A Quick 999 To Detox the Mind
Still early into the New Year, there is still much talk about detoxing the body, with very little said about ridding the mind of toxins, though I read a brilliant piece on the subject a week or so ago.
In the meantime, I got on with life, if you will, coping with day to day stresses of living in a major city—transportation strikes, road works, crowds all over the place, temperamental weather and so on–and took on some of the tips, until one afternoon after dealing with an intense family matter, I found myself in a toxic state that had risen overnight, seemingly.
It was more than a black cloud hanging over my head; it had shrouded me.

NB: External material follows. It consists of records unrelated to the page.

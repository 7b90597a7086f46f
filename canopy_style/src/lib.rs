// Copyright 2025 the Canopy Authors
// SPDX-License-Identifier: Apache-2.0 OR MIT

//! Canopy Style: inline styles, the style cascade, and pooled style sheets.
//!
//! ## Core Concepts
//!
//! ### Style values
//!
//! A [`StyleValue`] assigns one [`StylePropertyId`] either a payload (a
//! [`Length`], number, [`Color`], resource handle, …) or a [`StyleKeyword`]
//! such as `auto` or `inherit`. [`StyleValueCollection`] holds at most one
//! value per property; storing the `Null` keyword removes the entry.
//!
//! ### Inline styles
//!
//! [`InlineStyleAccess`] is the typed front of an element's inline values.
//! Each setter reports whether anything changed and, if so, applies the value
//! to the element's [`ComputedStyle`] and records [`StyleChangeFlags`].
//! [`StyleElement`] bundles the inline style with its computed style and
//! change bookkeeping.
//!
//! ```rust
//! use canopy_style::{Length, StyleChangeFlags, StyleElement, StylePropertyId, Styled};
//!
//! let mut element = StyleElement::new();
//! assert!(element.set_length(StylePropertyId::Width, Length::px(40.0).into(), None));
//! assert!(!element.set_length(StylePropertyId::Width, Length::px(40.0).into(), None));
//! assert_eq!(element.resolved(None).width(), 40.0);
//!
//! // Unsetting leaves the computed style alone until the cascade reruns.
//! assert!(element.set_length(StylePropertyId::Width, Styled::null(), None));
//! assert!(element.pending().contains(StyleChangeFlags::INLINE_REMOVED));
//! element.recompute(None, &[])?;
//! assert!(element.computed().width.is_auto());
//! # Ok::<(), canopy_style::StyleSheetError>(())
//! ```
//!
//! ### Style sheets
//!
//! A [`StyleSheet`] stores rules and selectors with every literal value kept
//! in a typed pool and referenced through a [`StyleValueHandle`].
//! [`StyleSheetBuilder`] constructs sheets through a checked state machine;
//! [`compute_style`] runs the cascade over the rules that matched an element.
//!
//! ```rust
//! use canopy_style::{
//!     Color, MatchedRule, StyleElement, StyleSheet, StyleSheetBuilder,
//! };
//!
//! let mut builder = StyleSheetBuilder::new();
//! builder.begin_rule(1)?;
//! builder.begin_complex_selector(10)?.end()?;
//! builder.begin_property("background-color", 2)?;
//! builder.add_color(Color::WHITE)?;
//! builder.end_property()?;
//! builder.end_rule()?;
//! let mut sheet = StyleSheet::new();
//! builder.build_to(&mut sheet)?;
//!
//! let mut element = StyleElement::new();
//! let matched = [MatchedRule { sheet: &sheet, rule_index: 0, specificity: 10 }];
//! element.recompute(None, &matched)?;
//! assert_eq!(element.computed().background_color, Color::WHITE);
//! # Ok::<(), canopy_style::StyleSheetError>(())
//! ```
//!
//! ## `no_std` Support
//!
//! This crate is `no_std` and uses `alloc`.

#![no_std]

extern crate alloc;

mod builder;
mod cache;
mod collection;
mod computed;
mod element;
mod error;
mod id;
mod inline;
mod sheet;
mod value;

pub use builder::{BuilderState, ComplexSelectorScope, StyleSheetBuilder};
pub use cache::StylePropertyCache;
pub use collection::StyleValueCollection;
pub use computed::{ComputedStyle, ResolvedStyle};
pub use element::{MatchedRule, StyleElement, compute_style};
pub use error::StyleSheetError;
pub use id::{PropertyKind, StyleChangeFlags, StylePropertyId};
pub use inline::{InlineRule, InlineStyleAccess};
pub use sheet::{
    Dimension, DimensionUnit, ScalableImage, StyleComplexSelector, StyleProperty, StyleRule,
    StyleSelector, StyleSelectorPart, StyleSelectorRelationship, StyleSelectorType, StyleSheet,
    StyleValueFunction, StyleValueHandle, StyleValueKeyword, StyleValueType,
};
pub use value::{
    Color, Cursor, Display, Length, LengthUnit, Resource, ResourceHandle, ResourceKind,
    StyleColor, StyleCursor, StyleFloat, StyleInt, StyleKeyword, StyleLength, StyleResource,
    StyleValue, StyleValuePayload, Styled, Visibility,
};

Anyhow, certainly, the situation hadn’t risen overnight. Such situations, if you will, rarely do. But with my head pounding intensely, I somehow knew that a painkiller would not do the trick, nor would the usual nap. The night before, I hadn’t slept much at all, for over thinking.
It was too late to refrain from caffeine, as in the lovely piece mentioned above, and with a major dental surgery coming up the next day, I needed a panacea and I needed it fast, so here is what I did:
1) Wrote it all down, sort of a dump, if you will, but I kept trying to edit and censor my thoughts.
2) Thus, I called a trusted friend who would tell me the truth and not necessarily what I wanted to hear. Note it wasn’t a rant or a finger pointing phone call but a call for a fresh perspective, even if I didn’t agree with it.
Though I felt better for the call, I couldn’t stop my mind from nattering and my head from hurting, so here is the biggie:
3) I decided to shut off my computer, my Ipad, the mobile data on my phone and avoid the Internet for 24-hours. Making this decision brought a kind of sweeping relief!
Having done without all of my devices during a three-day retreat last year, I knew the benefits of letting them go.
4) I climbed into bed in the middle of the day, against the advice of many experts, and tried to settle my mind for a sleep. Of course, the nattering and needling refuse to subside.
5) So here is where my imagination came in to replace the chatter. First I counted backwards from 10 to 1. I have no idea why but it worked to focus the mind. After I got through this for a number of times, I allowed myself to think constructively about the matter. Which bits had solvable, practical solutions? I flagged them and committed to working on them later.
6) The rest, I let it go, if you will. That wasn’t easy I might add, as like many people, I subconsciously try to control the outcome of dilemmas. But the sooner I realised in the heat of the moment that being controlling was futile in this instance, and in most, the sooner I drifted off to sleep.
That night, I continued with the moratorium on the Internet and after a few breathing exercising, I went off to sleep for a good night’s rest.
The next morning, I woke up ready for the surgery and as we drove through the financial district of London, aka the City, I quietly admired it. There, mind detoxed. But make no mistake about it; a short-term detox such as this acted more like a plaster than it did anything else.
It was not the panacea I had hoped for but let’s face it any body part can use a band-aid when bruised. The mind is no exception.